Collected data
- - -
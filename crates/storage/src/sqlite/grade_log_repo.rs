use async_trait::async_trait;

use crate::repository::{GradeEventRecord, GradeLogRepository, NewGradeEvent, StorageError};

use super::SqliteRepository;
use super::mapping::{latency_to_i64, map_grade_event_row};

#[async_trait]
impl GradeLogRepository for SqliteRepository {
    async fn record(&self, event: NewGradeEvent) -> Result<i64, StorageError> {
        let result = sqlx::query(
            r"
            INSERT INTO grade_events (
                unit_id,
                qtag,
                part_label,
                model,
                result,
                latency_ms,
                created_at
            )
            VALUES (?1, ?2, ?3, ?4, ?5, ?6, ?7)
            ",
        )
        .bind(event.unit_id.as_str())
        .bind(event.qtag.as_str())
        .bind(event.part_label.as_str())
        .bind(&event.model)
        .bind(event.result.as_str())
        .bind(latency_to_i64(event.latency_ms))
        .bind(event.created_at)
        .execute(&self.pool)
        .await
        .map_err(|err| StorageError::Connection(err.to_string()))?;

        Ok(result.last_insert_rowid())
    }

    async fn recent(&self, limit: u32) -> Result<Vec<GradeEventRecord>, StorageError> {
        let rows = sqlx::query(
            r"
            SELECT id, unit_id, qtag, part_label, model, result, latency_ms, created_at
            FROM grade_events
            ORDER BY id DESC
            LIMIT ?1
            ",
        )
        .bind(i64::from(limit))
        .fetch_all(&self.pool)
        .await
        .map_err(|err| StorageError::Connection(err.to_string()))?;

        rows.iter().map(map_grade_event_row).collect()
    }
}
- - -
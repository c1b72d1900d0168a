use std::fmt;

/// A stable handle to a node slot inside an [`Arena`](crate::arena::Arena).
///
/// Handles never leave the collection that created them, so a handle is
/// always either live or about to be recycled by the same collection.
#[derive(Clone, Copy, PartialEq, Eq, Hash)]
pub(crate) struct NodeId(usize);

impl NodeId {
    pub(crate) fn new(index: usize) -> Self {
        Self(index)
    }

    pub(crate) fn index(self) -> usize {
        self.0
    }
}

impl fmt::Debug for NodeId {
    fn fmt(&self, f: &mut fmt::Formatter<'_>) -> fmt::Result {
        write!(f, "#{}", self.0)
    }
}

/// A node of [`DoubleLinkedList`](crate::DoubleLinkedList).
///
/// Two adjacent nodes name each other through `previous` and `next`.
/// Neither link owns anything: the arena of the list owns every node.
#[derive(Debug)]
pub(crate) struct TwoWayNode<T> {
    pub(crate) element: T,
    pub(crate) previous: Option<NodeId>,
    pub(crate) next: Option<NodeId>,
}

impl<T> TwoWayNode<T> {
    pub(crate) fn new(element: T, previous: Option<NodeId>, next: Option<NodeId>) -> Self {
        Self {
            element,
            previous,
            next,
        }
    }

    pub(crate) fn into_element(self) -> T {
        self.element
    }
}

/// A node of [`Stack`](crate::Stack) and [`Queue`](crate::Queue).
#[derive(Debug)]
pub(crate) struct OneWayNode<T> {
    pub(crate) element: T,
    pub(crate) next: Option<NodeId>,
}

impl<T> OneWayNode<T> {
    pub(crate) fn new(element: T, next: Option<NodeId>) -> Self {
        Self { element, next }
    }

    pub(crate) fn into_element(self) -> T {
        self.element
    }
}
- - -
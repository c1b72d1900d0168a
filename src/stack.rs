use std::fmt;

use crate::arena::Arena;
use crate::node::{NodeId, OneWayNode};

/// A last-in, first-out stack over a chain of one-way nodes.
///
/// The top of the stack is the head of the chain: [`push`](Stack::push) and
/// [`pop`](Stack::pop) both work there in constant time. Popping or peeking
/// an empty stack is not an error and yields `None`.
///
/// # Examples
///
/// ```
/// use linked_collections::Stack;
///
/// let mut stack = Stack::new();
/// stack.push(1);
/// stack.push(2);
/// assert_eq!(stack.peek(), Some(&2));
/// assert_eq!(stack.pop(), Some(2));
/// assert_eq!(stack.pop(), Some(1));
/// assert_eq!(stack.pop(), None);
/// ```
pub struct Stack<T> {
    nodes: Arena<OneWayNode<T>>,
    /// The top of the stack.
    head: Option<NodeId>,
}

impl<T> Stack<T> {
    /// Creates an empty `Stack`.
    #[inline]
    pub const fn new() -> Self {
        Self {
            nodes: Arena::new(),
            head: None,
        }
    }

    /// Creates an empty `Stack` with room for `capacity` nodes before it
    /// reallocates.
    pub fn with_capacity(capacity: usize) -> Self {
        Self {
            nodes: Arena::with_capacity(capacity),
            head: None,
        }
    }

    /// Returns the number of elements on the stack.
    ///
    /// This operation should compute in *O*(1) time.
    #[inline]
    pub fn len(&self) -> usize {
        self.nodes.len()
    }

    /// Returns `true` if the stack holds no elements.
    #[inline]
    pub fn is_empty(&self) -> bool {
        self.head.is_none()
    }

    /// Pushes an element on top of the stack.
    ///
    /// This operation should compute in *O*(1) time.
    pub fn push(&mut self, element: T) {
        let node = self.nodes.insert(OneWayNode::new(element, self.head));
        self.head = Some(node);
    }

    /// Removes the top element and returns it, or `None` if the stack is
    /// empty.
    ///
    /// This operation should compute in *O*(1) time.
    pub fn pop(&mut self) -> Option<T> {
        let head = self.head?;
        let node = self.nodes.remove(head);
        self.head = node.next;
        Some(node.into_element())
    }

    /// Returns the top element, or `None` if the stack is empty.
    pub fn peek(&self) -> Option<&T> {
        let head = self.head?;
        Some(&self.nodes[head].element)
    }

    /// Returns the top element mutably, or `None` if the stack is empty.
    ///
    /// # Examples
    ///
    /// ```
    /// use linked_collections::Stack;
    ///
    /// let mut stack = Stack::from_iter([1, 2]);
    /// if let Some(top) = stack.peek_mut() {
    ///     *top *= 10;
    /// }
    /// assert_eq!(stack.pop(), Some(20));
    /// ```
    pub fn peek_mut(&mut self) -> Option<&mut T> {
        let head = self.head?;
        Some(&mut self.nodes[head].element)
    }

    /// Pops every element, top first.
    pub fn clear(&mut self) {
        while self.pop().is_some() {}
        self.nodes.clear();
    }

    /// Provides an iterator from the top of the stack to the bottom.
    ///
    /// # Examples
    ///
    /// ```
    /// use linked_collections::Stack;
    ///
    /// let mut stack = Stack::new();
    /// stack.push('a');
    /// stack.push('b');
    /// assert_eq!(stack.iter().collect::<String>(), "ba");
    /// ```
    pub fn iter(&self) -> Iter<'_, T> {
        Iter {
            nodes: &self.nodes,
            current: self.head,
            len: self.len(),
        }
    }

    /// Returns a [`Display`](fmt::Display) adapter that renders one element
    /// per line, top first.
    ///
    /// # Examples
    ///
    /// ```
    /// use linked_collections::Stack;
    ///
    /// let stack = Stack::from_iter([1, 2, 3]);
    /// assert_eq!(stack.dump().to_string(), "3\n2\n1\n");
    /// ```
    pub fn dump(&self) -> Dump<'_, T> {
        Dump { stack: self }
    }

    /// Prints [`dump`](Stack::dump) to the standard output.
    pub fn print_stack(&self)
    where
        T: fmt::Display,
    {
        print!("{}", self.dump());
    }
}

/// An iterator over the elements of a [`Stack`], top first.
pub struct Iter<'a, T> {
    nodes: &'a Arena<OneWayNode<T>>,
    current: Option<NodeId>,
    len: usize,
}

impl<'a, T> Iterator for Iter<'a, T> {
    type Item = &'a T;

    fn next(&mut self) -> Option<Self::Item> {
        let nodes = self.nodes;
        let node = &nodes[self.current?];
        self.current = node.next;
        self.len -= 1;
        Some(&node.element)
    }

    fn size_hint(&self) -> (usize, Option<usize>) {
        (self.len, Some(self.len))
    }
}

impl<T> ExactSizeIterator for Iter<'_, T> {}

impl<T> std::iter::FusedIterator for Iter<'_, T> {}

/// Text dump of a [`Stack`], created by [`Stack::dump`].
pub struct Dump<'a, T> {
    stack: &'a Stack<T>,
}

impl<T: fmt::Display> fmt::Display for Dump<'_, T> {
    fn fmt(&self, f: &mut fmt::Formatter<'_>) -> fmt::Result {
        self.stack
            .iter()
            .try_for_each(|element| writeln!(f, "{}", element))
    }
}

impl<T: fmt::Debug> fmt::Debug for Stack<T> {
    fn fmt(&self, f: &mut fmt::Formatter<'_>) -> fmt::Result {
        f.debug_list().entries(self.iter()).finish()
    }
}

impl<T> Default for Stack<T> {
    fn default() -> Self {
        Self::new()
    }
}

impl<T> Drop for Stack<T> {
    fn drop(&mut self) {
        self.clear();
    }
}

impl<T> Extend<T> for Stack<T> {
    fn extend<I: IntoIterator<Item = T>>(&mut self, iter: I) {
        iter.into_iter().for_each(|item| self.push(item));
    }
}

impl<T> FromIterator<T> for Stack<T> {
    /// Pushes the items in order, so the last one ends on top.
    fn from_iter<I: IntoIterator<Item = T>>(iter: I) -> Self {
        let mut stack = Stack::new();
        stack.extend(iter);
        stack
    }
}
- - -
Show every line of the entries above where the word "clear" occurs.

- _TASK ANSWER_:
    pub fn clear(&mut self) {
        self.nodes.clear();
        self.clear();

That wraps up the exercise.